What you are asked to do
If a line in the listing below contains "into", return that line.

++++ Data for this task

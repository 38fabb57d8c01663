//! AST node vocabulary and control-flow graph types for the runac compiler.
//!
//! The front end (lexer/parser/CFG builder, out of scope here) produces a
//! [`Module`]: external references, type declarations, constants, and
//! function bodies already lowered to a control-flow graph of basic blocks.
//! The middle end annotates these nodes in place:
//!
//! - the type checker writes `ty` on every expression and `fun` on calls,
//! - the specializer narrows `anyint`/`anyfloat` annotations,
//! - the escape analyzer flips `escapes` on owning allocations.
//!
//! All node types are serde-derived so a front end can hand the driver a
//! serialized module.

pub mod expr;
pub use expr::{BinOp, Callee, CmpOp, Expr, ExprKind, FunRef, TypeExpr};

pub mod flow;
pub use flow::{Block, BlockId, FlowGraph, OriginEntry, OriginSource, Step};

pub mod module;
pub use module::{
    Arg, AttribDecl, ClassDecl, Constant, Function, FunctionKey, MethodSig, Module, TraitDecl,
    TypeDecl,
};
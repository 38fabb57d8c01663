//! Specializer behavior: width propagation from context, unsigned
//! negativity checks, idempotence, and leftover-sentinel errors.

mod common;

use common::*;
use runac_ast::{CmpOp, ExprKind, Step};
use runac_checker::{specialize, type_module};
use runac_common::codes;

#[test]
fn returned_literal_adopts_return_type() {
    let mut m = module(vec![free(func(
        "f",
        vec![],
        Some(tn("i32")),
        flow1(vec![ret(Some(int(5)))]),
    ))]);
    let typed = type_module(&mut m).expect("checks");
    specialize(&mut m, &typed.store).expect("specializes");
    let Step::Return { value: Some(v), .. } = &m.code[0].1.flow.blocks[&0].steps[0] else {
        panic!("return step");
    };
    assert_eq!(typed.store.name(v.ty()), "i32");
}

#[test]
fn compared_literal_adopts_other_side() {
    let mut m = module(vec![free(func(
        "f",
        vec![arg("a", tn("u64"))],
        None,
        flow1(vec![
            Step::Expr(compare(CmpOp::Lt, name("a"), int(10))),
            ret(None),
        ]),
    ))]);
    let typed = type_module(&mut m).expect("checks");
    specialize(&mut m, &typed.store).expect("specializes");
    let Step::Expr(e) = &m.code[0].1.flow.blocks[&0].steps[0] else {
        panic!("expr step");
    };
    let ExprKind::Compare { right, .. } = &e.kind else {
        panic!("compare");
    };
    assert_eq!(typed.store.name(right.ty()), "u64");
}

#[test]
fn call_argument_adopts_parameter_type() {
    let mut m = module(vec![
        free(func(
            "takes",
            vec![arg("a", tn("i64"))],
            None,
            flow1(vec![ret(None)]),
        )),
        free(func(
            "f",
            vec![],
            None,
            flow1(vec![
                Step::Expr(call_name("takes", vec![int(7)])),
                ret(None),
            ]),
        )),
    ]);
    let typed = type_module(&mut m).expect("checks");
    specialize(&mut m, &typed.store).expect("specializes");
    let Step::Expr(e) = &m.code[1].1.flow.blocks[&0].steps[0] else {
        panic!("expr step");
    };
    let ExprKind::Call { args, .. } = &e.kind else {
        panic!("call");
    };
    assert_eq!(typed.store.name(args[0].ty()), "i64");
}

#[test]
fn negative_literal_rejects_unsigned_context() {
    let mut m = module(vec![
        free(func(
            "takes",
            vec![arg("a", tn("u32"))],
            None,
            flow1(vec![ret(None)]),
        )),
        free(func(
            "f",
            vec![],
            None,
            flow1(vec![
                Step::Expr(call_name("takes", vec![int(-1)])),
                ret(None),
            ]),
        )),
    ]);
    let typed = type_module(&mut m).expect("checks");
    let err = specialize(&mut m, &typed.store).unwrap_err();
    assert_eq!(err.code, codes::UNRESOLVED_NUMERIC);
}

#[test]
fn contextless_literal_is_an_error() {
    let mut m = module(vec![free(func(
        "f",
        vec![],
        None,
        flow1(vec![assign(name("x"), int(2)), ret(None)]),
    ))]);
    let typed = type_module(&mut m).expect("checks");
    let err = specialize(&mut m, &typed.store).unwrap_err();
    assert_eq!(err.code, codes::UNRESOLVED_NUMERIC);
}

#[test]
fn specializer_is_idempotent() {
    let mut m = module(vec![free(func(
        "f",
        vec![],
        Some(tn("i32")),
        flow1(vec![ret(Some(int(5)))]),
    ))]);
    let typed = type_module(&mut m).expect("checks");
    specialize(&mut m, &typed.store).expect("first run");
    let snapshot = format!("{:?}", m.code[0].1.flow);
    specialize(&mut m, &typed.store).expect("second run");
    assert_eq!(snapshot, format!("{:?}", m.code[0].1.flow));
}

#[test]
fn binary_literals_adopt_sibling_width() {
    use runac_ast::BinOp;
    let mut m = module(vec![free(func(
        "f",
        vec![arg("a", tn("i64"))],
        Some(tn("i64")),
        flow1(vec![ret(Some(binary(BinOp::Add, name("a"), int(3))))]),
    ))]);
    let typed = type_module(&mut m).expect("checks");
    specialize(&mut m, &typed.store).expect("specializes");
    let Step::Return { value: Some(v), .. } = &m.code[0].1.flow.blocks[&0].steps[0] else {
        panic!("return step");
    };
    let ExprKind::Binary { right, .. } = &v.kind else {
        panic!("binary");
    };
    assert_eq!(typed.store.name(right.ty()), "i64");
}
use super::*;
use crate::expr::ExprKind;
use crate::flow::{Block, Step};
use std::collections::BTreeMap;

fn int_lit(v: i64) -> Expr {
    Expr::new(Span::new(0, 1), ExprKind::Int(v))
}

#[test]
fn module_round_trips_through_json() {
    let mut blocks = BTreeMap::new();
    blocks.insert(
        0,
        Block {
            id: 0,
            anno: None,
            steps: vec![Step::Return {
                span: Span::new(0, 6),
                value: Some(int_lit(5)),
            }],
            assigns: vec![],
            origin: vec![],
        },
    );
    let module = Module {
        name: "m".into(),
        source: String::new(),
        refs: IndexMap::new(),
        types: IndexMap::new(),
        constants: IndexMap::new(),
        code: vec![(
            FunctionKey::Free("f".into()),
            Function {
                name: "f".into(),
                span: Span::new(0, 10),
                args: vec![],
                rtype_expr: Some(TypeExpr::Name("i32".into())),
                rtype: None,
                flow: FlowGraph {
                    blocks,
                    redges: BTreeMap::new(),
                    yields: false,
                },
                irname: String::new(),
            },
        )],
    };

    let json = serde_json::to_string(&module).expect("serialize");
    let back: Module = serde_json::from_str(&json).expect("deserialize");
    assert_eq!(back.code.len(), 1);
    assert_eq!(back.code[0].1.name, "f");
    assert!(back.code[0].1.rtype.is_none());
}

#[test]
fn annotations_default_when_absent() {
    let json = r#"{"span":{"start":0,"end":1},"kind":{"Int":3}}"#;
    let expr: Expr = serde_json::from_str(json).expect("deserialize expr");
    assert!(expr.ty.is_none());
    assert!(!expr.escapes);
}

++++++++

Exercise response
        name: "m".into(),
            FunctionKey::Free("f".into()),
                name: "f".into(),
                rtype_expr: Some(TypeExpr::Name("i32".into())),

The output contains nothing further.